- Saved entries -
========

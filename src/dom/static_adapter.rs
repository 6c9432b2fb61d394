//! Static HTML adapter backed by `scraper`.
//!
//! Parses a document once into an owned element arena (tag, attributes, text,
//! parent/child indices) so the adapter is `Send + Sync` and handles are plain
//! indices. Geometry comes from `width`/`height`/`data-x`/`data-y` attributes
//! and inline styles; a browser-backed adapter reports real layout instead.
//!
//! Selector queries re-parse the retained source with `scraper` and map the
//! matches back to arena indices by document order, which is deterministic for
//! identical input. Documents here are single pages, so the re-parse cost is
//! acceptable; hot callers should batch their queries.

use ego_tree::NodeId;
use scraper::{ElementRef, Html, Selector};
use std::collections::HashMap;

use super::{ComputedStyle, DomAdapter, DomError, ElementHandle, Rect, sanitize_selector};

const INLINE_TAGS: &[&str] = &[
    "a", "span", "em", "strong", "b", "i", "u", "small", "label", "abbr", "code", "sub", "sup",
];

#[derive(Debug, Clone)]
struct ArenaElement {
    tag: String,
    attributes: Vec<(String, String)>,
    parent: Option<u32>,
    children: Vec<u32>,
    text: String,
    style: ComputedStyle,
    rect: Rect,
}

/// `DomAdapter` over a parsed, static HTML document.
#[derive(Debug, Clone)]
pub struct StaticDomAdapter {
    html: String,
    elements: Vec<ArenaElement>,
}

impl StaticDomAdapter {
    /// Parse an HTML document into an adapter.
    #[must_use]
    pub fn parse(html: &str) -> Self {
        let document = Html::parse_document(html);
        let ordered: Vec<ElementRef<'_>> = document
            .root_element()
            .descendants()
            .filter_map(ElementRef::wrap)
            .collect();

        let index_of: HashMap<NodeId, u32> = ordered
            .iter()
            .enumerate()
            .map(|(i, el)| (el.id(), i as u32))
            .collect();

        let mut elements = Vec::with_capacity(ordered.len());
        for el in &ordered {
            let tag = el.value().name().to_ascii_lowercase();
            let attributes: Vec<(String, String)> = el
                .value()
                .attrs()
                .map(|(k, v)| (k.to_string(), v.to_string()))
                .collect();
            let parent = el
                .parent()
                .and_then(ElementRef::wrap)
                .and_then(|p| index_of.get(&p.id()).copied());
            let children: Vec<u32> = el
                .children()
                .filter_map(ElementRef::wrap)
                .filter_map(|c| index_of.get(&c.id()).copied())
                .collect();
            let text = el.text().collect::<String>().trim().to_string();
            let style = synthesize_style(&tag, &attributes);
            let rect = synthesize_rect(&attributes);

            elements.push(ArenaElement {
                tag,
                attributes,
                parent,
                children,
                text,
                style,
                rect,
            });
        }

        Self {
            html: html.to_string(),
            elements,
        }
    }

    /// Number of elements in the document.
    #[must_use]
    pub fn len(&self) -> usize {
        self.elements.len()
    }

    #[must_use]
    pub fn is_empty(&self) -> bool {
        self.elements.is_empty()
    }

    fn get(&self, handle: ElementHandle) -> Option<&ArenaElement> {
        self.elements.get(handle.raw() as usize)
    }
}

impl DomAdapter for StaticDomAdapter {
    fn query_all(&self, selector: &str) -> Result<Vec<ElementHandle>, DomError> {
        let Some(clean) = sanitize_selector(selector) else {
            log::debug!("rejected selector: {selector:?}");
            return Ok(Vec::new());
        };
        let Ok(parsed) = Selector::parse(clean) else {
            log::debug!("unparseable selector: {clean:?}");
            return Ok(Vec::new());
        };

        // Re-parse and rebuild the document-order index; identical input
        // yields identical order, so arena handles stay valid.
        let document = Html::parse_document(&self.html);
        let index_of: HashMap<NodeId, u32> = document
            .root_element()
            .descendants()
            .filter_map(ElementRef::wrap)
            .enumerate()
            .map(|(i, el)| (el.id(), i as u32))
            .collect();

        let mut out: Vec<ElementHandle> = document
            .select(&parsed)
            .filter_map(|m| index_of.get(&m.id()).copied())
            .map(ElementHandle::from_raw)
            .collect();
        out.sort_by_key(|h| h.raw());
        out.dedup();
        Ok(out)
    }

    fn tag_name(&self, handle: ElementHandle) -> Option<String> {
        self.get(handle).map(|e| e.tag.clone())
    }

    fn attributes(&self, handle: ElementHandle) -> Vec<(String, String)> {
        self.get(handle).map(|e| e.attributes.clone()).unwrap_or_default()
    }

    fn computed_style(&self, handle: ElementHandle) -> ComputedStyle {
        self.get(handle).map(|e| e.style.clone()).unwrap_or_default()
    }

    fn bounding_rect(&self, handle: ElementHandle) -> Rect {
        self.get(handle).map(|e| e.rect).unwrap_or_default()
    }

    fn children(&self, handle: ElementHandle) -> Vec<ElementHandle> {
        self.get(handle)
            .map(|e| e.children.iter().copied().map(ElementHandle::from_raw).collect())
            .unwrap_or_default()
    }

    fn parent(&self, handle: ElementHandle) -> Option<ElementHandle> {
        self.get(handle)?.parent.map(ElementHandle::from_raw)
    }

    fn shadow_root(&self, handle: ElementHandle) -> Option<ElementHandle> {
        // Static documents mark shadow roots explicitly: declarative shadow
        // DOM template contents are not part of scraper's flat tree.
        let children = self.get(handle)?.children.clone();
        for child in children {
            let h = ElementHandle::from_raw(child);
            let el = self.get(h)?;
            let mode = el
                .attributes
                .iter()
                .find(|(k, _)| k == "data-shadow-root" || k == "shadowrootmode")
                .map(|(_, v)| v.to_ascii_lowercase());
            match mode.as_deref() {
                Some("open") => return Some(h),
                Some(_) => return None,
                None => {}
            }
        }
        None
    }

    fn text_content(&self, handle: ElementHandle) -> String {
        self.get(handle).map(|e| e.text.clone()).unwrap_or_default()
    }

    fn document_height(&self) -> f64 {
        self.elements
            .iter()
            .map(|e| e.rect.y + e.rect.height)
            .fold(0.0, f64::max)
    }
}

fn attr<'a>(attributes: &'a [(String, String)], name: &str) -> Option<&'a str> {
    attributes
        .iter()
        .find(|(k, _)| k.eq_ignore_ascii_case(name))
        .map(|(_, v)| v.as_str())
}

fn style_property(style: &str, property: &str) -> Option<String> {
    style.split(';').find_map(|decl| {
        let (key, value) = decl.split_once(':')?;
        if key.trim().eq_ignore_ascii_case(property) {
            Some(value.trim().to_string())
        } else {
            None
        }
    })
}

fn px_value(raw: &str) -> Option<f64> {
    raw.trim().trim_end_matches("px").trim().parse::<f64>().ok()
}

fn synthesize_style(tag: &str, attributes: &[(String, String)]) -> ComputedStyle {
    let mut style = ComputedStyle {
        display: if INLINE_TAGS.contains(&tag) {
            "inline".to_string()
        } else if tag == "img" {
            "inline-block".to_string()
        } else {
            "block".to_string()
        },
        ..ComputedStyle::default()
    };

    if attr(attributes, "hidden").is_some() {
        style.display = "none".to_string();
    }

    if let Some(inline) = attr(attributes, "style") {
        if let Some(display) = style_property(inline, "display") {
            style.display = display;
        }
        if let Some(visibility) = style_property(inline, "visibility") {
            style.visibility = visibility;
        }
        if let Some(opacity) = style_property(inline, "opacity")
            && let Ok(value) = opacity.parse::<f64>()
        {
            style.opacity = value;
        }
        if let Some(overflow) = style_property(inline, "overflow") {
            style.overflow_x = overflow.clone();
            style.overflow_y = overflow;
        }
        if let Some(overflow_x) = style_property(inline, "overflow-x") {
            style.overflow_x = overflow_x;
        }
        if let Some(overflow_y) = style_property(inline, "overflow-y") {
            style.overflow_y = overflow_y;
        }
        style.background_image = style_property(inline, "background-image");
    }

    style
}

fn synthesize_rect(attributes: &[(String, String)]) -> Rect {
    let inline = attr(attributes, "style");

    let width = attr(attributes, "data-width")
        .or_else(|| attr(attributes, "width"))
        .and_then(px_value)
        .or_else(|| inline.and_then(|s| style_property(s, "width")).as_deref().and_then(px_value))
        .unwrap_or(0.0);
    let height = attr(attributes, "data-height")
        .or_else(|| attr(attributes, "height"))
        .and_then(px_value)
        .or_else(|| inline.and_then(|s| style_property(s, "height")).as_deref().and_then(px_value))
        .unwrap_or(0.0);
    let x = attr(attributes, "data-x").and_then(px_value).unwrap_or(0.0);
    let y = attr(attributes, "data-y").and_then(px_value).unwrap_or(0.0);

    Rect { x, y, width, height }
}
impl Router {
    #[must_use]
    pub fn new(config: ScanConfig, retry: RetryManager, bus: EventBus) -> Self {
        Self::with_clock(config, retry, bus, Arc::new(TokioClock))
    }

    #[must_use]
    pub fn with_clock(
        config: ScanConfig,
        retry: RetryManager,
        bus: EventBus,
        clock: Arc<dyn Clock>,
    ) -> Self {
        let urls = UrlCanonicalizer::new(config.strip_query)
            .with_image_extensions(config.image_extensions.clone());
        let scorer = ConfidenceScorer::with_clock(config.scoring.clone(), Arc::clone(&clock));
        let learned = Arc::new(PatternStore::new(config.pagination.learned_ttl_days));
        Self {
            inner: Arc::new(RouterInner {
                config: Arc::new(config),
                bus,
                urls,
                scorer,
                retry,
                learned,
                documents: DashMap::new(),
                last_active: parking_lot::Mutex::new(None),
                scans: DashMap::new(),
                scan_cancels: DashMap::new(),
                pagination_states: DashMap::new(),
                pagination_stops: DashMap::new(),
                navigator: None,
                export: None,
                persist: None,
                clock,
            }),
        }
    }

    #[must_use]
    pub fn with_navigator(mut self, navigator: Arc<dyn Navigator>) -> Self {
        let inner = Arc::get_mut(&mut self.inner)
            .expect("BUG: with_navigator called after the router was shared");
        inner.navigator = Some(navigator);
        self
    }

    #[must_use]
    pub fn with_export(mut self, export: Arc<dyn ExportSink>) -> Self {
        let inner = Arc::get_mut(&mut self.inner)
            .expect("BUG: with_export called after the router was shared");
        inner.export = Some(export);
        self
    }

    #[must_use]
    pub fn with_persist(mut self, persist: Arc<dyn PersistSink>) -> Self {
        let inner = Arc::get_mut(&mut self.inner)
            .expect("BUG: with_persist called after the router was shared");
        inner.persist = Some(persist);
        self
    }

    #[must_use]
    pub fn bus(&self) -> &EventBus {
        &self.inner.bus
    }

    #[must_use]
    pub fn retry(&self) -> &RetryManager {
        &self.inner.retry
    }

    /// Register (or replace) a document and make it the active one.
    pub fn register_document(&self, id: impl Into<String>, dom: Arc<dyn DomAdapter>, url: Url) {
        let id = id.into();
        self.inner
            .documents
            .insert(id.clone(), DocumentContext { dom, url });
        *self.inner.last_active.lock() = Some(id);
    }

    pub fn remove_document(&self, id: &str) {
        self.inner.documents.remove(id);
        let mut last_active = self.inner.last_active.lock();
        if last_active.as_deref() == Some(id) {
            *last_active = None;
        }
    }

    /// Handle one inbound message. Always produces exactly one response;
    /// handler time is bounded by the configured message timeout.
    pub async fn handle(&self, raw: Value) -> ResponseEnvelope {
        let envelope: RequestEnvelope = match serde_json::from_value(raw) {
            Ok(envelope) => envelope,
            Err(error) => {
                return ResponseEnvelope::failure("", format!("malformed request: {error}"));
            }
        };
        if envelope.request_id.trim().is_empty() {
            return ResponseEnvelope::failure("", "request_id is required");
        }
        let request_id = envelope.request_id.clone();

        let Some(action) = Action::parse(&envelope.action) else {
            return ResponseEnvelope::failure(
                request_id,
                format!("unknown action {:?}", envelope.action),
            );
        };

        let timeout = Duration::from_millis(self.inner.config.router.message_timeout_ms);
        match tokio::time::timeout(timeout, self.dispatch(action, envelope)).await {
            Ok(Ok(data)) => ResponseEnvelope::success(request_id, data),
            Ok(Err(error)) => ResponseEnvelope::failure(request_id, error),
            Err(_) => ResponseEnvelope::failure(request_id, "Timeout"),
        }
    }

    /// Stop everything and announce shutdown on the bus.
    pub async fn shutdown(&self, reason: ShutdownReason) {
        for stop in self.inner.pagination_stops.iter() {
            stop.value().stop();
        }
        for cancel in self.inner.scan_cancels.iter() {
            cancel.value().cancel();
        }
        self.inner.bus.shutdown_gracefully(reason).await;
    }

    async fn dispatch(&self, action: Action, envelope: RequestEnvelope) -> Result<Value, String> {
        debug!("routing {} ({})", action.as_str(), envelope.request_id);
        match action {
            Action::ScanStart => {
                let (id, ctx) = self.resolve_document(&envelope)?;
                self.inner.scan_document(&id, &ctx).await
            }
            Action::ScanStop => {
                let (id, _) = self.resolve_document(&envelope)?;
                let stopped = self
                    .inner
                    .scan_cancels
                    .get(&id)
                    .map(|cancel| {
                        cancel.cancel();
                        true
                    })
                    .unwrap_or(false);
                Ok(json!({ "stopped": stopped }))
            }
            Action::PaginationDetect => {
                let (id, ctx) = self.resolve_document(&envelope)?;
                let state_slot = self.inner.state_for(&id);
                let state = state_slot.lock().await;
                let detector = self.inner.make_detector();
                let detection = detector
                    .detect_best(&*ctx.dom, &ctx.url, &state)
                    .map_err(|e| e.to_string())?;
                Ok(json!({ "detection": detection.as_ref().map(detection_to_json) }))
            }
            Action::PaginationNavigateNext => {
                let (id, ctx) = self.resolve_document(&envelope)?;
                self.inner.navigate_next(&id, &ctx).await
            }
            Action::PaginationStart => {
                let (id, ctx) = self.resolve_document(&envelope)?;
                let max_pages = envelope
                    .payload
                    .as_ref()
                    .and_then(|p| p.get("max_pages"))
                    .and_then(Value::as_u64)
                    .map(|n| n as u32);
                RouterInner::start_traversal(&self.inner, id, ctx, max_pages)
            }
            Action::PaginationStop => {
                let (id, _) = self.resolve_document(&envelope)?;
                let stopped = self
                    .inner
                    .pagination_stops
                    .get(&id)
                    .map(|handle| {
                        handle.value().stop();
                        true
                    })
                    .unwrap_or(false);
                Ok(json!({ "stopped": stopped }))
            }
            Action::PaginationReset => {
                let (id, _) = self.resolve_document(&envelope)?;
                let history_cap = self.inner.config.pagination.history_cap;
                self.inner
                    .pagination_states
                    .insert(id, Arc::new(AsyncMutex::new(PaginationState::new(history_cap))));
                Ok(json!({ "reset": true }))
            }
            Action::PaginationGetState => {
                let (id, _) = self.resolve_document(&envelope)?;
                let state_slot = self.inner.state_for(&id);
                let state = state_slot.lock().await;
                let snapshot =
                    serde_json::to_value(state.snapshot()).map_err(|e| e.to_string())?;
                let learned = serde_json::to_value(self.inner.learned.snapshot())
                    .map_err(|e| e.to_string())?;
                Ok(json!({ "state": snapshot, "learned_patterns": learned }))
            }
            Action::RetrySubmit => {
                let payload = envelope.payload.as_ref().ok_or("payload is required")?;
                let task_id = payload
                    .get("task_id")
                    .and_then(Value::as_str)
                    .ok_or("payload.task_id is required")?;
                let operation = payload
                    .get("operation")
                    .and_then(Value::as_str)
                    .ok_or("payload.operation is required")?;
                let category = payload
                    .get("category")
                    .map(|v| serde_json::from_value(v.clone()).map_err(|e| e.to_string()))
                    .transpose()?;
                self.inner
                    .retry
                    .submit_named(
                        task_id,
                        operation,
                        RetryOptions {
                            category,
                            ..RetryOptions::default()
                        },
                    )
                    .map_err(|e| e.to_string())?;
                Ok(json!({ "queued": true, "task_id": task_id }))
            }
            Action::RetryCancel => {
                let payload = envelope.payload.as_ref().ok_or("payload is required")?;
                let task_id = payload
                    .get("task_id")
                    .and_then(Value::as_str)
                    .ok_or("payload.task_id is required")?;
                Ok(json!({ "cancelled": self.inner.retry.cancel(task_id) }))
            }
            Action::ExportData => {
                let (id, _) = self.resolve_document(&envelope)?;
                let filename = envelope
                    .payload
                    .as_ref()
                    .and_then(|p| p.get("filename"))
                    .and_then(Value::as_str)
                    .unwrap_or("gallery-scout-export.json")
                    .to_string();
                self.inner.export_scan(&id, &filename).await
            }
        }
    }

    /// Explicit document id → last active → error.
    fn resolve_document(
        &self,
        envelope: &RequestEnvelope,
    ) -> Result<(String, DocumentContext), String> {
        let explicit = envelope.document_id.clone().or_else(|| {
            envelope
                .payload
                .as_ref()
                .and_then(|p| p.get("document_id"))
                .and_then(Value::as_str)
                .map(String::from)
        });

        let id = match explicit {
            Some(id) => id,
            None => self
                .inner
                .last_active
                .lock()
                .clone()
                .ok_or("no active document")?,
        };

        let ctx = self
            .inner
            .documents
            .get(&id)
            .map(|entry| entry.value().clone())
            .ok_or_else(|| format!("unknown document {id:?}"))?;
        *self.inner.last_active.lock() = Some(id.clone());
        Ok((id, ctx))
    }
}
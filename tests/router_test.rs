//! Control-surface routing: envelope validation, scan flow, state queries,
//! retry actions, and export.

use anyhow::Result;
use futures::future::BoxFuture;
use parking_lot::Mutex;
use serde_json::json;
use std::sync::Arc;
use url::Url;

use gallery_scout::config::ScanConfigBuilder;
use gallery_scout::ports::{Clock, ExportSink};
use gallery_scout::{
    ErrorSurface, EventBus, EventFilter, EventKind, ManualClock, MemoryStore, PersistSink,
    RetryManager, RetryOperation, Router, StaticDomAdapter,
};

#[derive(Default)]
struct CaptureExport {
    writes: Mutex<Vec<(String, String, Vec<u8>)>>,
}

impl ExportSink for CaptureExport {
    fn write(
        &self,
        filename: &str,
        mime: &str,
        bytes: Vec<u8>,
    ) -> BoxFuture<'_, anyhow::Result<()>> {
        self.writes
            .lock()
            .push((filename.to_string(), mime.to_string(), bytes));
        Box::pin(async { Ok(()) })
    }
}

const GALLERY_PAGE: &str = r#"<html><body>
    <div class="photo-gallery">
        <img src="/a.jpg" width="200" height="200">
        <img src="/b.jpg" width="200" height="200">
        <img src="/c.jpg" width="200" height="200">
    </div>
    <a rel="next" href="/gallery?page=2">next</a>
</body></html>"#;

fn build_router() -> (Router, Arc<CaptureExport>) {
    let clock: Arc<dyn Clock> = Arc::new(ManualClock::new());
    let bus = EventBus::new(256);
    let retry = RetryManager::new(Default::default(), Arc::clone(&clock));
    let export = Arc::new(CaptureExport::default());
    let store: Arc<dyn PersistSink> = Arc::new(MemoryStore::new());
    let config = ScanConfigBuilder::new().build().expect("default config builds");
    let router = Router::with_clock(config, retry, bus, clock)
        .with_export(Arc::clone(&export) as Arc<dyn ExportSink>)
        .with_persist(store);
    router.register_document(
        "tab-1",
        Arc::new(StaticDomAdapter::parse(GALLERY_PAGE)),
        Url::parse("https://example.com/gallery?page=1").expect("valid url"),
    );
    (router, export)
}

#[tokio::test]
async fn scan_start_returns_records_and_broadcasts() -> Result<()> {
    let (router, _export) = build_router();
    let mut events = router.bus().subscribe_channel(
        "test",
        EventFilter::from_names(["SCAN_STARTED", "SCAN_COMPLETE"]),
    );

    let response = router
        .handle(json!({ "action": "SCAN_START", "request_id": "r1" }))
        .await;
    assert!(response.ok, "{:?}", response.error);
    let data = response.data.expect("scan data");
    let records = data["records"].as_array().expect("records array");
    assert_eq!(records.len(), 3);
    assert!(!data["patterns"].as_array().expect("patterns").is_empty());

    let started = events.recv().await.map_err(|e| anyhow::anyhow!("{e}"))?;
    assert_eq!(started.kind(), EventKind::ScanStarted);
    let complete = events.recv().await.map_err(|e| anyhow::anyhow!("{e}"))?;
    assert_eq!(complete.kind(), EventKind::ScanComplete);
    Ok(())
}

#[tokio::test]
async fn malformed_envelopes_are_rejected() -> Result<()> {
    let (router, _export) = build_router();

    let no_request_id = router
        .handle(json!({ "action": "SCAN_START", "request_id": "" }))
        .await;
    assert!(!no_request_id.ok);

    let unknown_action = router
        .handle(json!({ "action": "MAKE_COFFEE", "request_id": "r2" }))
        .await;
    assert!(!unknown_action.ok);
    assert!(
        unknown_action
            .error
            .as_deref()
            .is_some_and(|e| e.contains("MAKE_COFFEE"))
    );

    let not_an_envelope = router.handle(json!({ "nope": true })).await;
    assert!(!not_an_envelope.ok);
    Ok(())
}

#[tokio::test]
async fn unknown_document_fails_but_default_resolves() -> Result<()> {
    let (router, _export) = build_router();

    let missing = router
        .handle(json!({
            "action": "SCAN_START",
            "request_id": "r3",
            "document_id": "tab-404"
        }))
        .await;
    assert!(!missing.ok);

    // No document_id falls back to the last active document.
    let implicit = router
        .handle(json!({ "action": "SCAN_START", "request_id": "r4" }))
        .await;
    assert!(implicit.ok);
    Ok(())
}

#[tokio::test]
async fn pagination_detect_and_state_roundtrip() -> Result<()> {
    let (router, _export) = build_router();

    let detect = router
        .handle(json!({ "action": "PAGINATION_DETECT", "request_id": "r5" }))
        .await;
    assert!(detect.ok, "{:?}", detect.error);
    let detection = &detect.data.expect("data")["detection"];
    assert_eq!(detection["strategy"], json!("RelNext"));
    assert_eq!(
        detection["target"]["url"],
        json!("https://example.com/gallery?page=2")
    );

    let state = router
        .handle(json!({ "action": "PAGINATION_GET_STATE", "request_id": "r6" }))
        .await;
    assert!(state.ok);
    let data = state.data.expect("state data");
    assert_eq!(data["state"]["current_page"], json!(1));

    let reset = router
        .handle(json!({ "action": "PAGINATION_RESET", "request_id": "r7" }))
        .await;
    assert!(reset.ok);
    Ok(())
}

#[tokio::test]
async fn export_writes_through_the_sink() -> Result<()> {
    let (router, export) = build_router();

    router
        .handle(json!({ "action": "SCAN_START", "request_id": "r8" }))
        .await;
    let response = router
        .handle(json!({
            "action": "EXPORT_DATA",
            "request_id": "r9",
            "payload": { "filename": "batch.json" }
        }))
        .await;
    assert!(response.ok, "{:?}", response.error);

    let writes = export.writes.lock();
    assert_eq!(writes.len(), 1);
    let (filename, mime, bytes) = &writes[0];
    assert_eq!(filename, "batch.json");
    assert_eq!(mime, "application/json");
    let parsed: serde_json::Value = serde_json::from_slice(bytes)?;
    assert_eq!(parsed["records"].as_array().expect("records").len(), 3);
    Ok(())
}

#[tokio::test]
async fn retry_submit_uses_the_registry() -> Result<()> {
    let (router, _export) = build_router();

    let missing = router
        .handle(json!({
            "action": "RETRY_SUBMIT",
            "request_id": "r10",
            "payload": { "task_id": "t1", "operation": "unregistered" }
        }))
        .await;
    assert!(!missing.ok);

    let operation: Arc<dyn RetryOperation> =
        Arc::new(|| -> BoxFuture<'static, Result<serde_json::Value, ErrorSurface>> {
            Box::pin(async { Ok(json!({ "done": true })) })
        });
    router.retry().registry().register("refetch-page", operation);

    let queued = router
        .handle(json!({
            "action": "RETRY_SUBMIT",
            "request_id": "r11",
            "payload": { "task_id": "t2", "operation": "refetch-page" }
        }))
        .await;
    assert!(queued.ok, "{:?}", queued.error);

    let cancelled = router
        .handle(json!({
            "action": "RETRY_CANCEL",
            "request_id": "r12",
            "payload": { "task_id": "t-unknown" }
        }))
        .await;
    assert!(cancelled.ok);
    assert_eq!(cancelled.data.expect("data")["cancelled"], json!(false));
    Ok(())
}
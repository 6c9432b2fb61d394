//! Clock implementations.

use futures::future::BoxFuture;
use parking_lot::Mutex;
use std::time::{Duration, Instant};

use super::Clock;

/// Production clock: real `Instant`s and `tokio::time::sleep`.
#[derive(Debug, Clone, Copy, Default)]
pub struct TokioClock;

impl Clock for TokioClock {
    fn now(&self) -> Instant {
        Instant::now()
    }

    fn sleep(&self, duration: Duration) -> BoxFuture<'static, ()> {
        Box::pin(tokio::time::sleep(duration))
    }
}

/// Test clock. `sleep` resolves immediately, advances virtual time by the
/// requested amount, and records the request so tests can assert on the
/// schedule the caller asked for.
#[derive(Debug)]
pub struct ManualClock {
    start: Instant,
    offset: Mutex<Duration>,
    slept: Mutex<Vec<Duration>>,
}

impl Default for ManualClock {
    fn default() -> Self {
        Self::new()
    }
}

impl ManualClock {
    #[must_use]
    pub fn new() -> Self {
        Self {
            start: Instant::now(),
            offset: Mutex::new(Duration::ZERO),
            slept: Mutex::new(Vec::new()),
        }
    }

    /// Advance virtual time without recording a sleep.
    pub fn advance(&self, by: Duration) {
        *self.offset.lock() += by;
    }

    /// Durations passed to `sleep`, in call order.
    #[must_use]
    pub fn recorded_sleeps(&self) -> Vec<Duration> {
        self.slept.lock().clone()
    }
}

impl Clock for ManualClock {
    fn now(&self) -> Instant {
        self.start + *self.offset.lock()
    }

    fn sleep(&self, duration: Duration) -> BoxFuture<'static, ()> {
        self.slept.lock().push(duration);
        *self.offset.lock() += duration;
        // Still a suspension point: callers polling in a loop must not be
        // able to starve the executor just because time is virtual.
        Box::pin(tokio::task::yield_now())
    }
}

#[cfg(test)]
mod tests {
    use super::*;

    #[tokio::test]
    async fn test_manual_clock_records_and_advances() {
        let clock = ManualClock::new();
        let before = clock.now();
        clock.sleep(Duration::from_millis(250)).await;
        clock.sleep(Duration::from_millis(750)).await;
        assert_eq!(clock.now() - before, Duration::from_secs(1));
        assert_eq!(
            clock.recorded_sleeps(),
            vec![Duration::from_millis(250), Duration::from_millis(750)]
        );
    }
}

========

- Directions for this task -
The answer must be every line of the records above that holds the word "recv".

- Task solution -
    let started = events.recv().await.map_err(|e| anyhow::anyhow!("{e}"))?;
    let complete = events.recv().await.map_err(|e| anyhow::anyhow!("{e}"))?;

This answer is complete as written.